Recorded data:
=== Section Start ===

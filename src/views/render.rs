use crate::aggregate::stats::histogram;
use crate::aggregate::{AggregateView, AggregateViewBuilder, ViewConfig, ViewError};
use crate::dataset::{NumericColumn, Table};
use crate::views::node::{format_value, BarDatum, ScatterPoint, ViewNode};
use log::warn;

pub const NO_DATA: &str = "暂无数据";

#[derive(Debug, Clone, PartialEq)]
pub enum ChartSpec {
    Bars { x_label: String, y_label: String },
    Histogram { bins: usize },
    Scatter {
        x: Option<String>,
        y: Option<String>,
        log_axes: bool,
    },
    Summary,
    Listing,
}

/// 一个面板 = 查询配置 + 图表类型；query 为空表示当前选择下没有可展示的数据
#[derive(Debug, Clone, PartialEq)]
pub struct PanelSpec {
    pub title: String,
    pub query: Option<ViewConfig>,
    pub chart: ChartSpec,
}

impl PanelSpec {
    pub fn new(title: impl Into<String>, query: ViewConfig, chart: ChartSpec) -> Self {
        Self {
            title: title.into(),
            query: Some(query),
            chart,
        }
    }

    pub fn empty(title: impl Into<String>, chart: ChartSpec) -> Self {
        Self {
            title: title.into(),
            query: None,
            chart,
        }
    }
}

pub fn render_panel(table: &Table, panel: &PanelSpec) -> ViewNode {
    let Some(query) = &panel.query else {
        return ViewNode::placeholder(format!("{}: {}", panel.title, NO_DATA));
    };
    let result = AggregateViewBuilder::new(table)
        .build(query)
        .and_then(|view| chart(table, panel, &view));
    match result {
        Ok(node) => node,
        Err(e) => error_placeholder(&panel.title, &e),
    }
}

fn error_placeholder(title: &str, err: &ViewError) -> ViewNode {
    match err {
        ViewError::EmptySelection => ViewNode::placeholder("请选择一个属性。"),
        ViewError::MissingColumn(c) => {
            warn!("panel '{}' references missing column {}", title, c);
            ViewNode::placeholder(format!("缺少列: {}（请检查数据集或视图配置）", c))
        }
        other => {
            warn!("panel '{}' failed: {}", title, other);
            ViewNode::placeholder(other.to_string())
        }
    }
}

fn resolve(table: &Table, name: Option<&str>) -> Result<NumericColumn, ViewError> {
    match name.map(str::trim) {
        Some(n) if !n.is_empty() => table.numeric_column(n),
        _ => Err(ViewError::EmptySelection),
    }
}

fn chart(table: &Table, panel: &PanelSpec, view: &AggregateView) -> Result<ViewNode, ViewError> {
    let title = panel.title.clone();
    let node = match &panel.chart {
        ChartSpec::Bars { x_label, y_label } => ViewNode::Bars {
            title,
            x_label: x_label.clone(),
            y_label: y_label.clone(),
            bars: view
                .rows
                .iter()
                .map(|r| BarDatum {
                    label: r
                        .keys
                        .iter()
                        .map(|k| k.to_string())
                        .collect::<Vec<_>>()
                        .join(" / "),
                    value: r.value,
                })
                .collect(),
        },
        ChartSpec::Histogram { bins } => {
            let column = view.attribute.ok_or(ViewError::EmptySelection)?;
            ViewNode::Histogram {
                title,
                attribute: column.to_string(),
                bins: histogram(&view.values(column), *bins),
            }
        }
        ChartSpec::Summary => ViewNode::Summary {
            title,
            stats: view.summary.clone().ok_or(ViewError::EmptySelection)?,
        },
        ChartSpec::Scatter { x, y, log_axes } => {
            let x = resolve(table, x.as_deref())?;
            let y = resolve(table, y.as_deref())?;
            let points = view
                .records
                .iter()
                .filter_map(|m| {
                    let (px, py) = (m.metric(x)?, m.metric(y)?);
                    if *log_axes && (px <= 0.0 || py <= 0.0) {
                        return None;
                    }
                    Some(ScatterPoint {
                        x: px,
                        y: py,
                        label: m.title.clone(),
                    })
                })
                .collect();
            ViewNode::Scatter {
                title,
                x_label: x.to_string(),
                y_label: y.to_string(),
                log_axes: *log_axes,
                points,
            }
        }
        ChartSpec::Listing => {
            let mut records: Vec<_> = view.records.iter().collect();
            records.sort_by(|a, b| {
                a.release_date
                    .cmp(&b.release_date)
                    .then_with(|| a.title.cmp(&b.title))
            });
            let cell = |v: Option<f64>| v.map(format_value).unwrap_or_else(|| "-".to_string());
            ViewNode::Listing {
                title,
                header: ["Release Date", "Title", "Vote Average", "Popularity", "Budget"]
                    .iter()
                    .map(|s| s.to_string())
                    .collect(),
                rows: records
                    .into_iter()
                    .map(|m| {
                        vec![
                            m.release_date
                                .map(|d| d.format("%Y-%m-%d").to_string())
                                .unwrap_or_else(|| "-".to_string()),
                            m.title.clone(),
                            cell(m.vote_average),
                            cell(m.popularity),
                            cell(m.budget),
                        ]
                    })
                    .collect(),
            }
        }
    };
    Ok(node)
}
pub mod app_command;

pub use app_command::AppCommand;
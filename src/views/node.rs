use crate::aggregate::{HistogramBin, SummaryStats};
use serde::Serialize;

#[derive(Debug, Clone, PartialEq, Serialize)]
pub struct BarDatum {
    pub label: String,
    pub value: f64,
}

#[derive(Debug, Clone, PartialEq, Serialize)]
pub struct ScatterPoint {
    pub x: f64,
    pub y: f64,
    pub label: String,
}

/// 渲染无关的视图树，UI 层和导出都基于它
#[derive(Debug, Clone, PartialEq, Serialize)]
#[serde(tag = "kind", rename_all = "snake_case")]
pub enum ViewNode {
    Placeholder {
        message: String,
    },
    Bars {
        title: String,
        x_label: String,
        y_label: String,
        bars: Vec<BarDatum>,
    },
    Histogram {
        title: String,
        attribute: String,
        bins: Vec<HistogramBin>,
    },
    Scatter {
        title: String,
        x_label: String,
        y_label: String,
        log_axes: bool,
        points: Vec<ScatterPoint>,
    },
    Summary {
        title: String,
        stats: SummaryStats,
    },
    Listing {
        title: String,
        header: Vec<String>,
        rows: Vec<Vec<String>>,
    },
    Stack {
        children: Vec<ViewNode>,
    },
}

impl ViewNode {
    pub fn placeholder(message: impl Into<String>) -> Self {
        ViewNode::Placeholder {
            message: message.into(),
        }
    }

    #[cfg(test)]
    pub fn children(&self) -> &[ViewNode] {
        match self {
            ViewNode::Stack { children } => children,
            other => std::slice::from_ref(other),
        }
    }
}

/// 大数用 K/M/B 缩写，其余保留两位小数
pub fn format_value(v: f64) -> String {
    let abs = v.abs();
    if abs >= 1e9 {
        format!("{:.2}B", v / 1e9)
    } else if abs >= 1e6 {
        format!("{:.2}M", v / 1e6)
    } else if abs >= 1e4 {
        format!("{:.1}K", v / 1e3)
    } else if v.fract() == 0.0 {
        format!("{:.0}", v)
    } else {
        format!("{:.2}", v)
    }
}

=== Section End ===

Each entry above needs to be retyped exactly.

filename src/views/render.rs
use crate::aggregate::stats::histogram;
use crate::aggregate::{AggregateView, AggregateViewBuilder, ViewConfig, ViewError};
use crate::dataset::{NumericColumn, Table};
use crate::views::node::{format_value, BarDatum, ScatterPoint, ViewNode};
use log::warn;

pub const NO_DATA: &str = "暂无数据";

#[derive(Debug, Clone, PartialEq)]
pub enum ChartSpec {
    Bars { x_label: String, y_label: String },
    Histogram { bins: usize },
    Scatter {
        x: Option<String>,
        y: Option<String>,
        log_axes: bool,
    },
    Summary,
    Listing,
}

/// 一个面板 = 查询配置 + 图表类型；query 为空表示当前选择下没有可展示的数据
#[derive(Debug, Clone, PartialEq)]
pub struct PanelSpec {
    pub title: String,
    pub query: Option<ViewConfig>,
    pub chart: ChartSpec,
}

impl PanelSpec {
    pub fn new(title: impl Into<String>, query: ViewConfig, chart: ChartSpec) -> Self {
        Self {
            title: title.into(),
            query: Some(query),
            chart,
        }
    }

    pub fn empty(title: impl Into<String>, chart: ChartSpec) -> Self {
        Self {
            title: title.into(),
            query: None,
            chart,
        }
    }
}

pub fn render_panel(table: &Table, panel: &PanelSpec) -> ViewNode {
    let Some(query) = &panel.query else {
        return ViewNode::placeholder(format!("{}: {}", panel.title, NO_DATA));
    };
    let result = AggregateViewBuilder::new(table)
        .build(query)
        .and_then(|view| chart(table, panel, &view));
    match result {
        Ok(node) => node,
        Err(e) => error_placeholder(&panel.title, &e),
    }
}

fn error_placeholder(title: &str, err: &ViewError) -> ViewNode {
    match err {
        ViewError::EmptySelection => ViewNode::placeholder("请选择一个属性。"),
        ViewError::MissingColumn(c) => {
            warn!("panel '{}' references missing column {}", title, c);
            ViewNode::placeholder(format!("缺少列: {}（请检查数据集或视图配置）", c))
        }
        other => {
            warn!("panel '{}' failed: {}", title, other);
            ViewNode::placeholder(other.to_string())
        }
    }
}

fn resolve(table: &Table, name: Option<&str>) -> Result<NumericColumn, ViewError> {
    match name.map(str::trim) {
        Some(n) if !n.is_empty() => table.numeric_column(n),
        _ => Err(ViewError::EmptySelection),
    }
}

fn chart(table: &Table, panel: &PanelSpec, view: &AggregateView) -> Result<ViewNode, ViewError> {
    let title = panel.title.clone();
    let node = match &panel.chart {
        ChartSpec::Bars { x_label, y_label } => ViewNode::Bars {
            title,
            x_label: x_label.clone(),
            y_label: y_label.clone(),
            bars: view
                .rows
                .iter()
                .map(|r| BarDatum {
                    label: r
                        .keys
                        .iter()
                        .map(|k| k.to_string())
                        .collect::<Vec<_>>()
                        .join(" / "),
                    value: r.value,
                })
                .collect(),
        },
        ChartSpec::Histogram { bins } => {
            let column = view.attribute.ok_or(ViewError::EmptySelection)?;
            ViewNode::Histogram {
                title,
                attribute: column.to_string(),
                bins: histogram(&view.values(column), *bins),
            }
        }
        ChartSpec::Summary => ViewNode::Summary {
            title,
            stats: view.summary.clone().ok_or(ViewError::EmptySelection)?,
        },
        ChartSpec::Scatter { x, y, log_axes } => {
            let x = resolve(table, x.as_deref())?;
            let y = resolve(table, y.as_deref())?;
            let points = view
                .records
                .iter()
                .filter_map(|m| {
                    let (px, py) = (m.metric(x)?, m.metric(y)?);
                    if *log_axes && (px <= 0.0 || py <= 0.0) {
                        return None;
                    }
                    Some(ScatterPoint {
                        x: px,
                        y: py,
                        label: m.title.clone(),
                    })
                })
                .collect();
            ViewNode::Scatter {
                title,
                x_label: x.to_string(),
                y_label: y.to_string(),
                log_axes: *log_axes,
                points,
            }
        }
        ChartSpec::Listing => {
            let mut records: Vec<_> = view.records.iter().collect();
            records.sort_by(|a, b| {
                a.release_date
                    .cmp(&b.release_date)
                    .then_with(|| a.title.cmp(&b.title))
            });
            let cell = |v: Option<f64>| v.map(format_value).unwrap_or_else(|| "-".to_string());
            ViewNode::Listing {
                title,
                header: ["Release Date", "Title", "Vote Average", "Popularity", "Budget"]
                    .iter()
                    .map(|s| s.to_string())
                    .collect(),
                rows: records
                    .into_iter()
                    .map(|m| {
                        vec![
                            m.release_date
                                .map(|d| d.format("%Y-%m-%d").to_string())
                                .unwrap_or_else(|| "-".to_string()),
                            m.title.clone(),
                            cell(m.vote_average),
                            cell(m.popularity),
                            cell(m.budget),
                        ]
                    })
                    .collect(),
            }
        }
    };
    Ok(node)
}
pub mod app_command;

pub use app_command::AppCommand;
filename src/views/node.rs
use crate::aggregate::{HistogramBin, SummaryStats};
use serde::Serialize;

#[derive(Debug, Clone, PartialEq, Serialize)]
pub struct BarDatum {
    pub label: String,
    pub value: f64,
}

#[derive(Debug, Clone, PartialEq, Serialize)]
pub struct ScatterPoint {
    pub x: f64,
    pub y: f64,
    pub label: String,
}

/// 渲染无关的视图树，UI 层和导出都基于它
#[derive(Debug, Clone, PartialEq, Serialize)]
#[serde(tag = "kind", rename_all = "snake_case")]
pub enum ViewNode {
    Placeholder {
        message: String,
    },
    Bars {
        title: String,
        x_label: String,
        y_label: String,
        bars: Vec<BarDatum>,
    },
    Histogram {
        title: String,
        attribute: String,
        bins: Vec<HistogramBin>,
    },
    Scatter {
        title: String,
        x_label: String,
        y_label: String,
        log_axes: bool,
        points: Vec<ScatterPoint>,
    },
    Summary {
        title: String,
        stats: SummaryStats,
    },
    Listing {
        title: String,
        header: Vec<String>,
        rows: Vec<Vec<String>>,
    },
    Stack {
        children: Vec<ViewNode>,
    },
}

impl ViewNode {
    pub fn placeholder(message: impl Into<String>) -> Self {
        ViewNode::Placeholder {
            message: message.into(),
        }
    }

    #[cfg(test)]
    pub fn children(&self) -> &[ViewNode] {
        match self {
            ViewNode::Stack { children } => children,
            other => std::slice::from_ref(other),
        }
    }
}

/// 大数用 K/M/B 缩写，其余保留两位小数
pub fn format_value(v: f64) -> String {
    let abs = v.abs();
    if abs >= 1e9 {
        format!("{:.2}B", v / 1e9)
    } else if abs >= 1e6 {
        format!("{:.2}M", v / 1e6)
    } else if abs >= 1e4 {
        format!("{:.1}K", v / 1e3)
    } else if v.fract() == 0.0 {
        format!("{:.0}", v)
    } else {
        format!("{:.2}", v)
    }
}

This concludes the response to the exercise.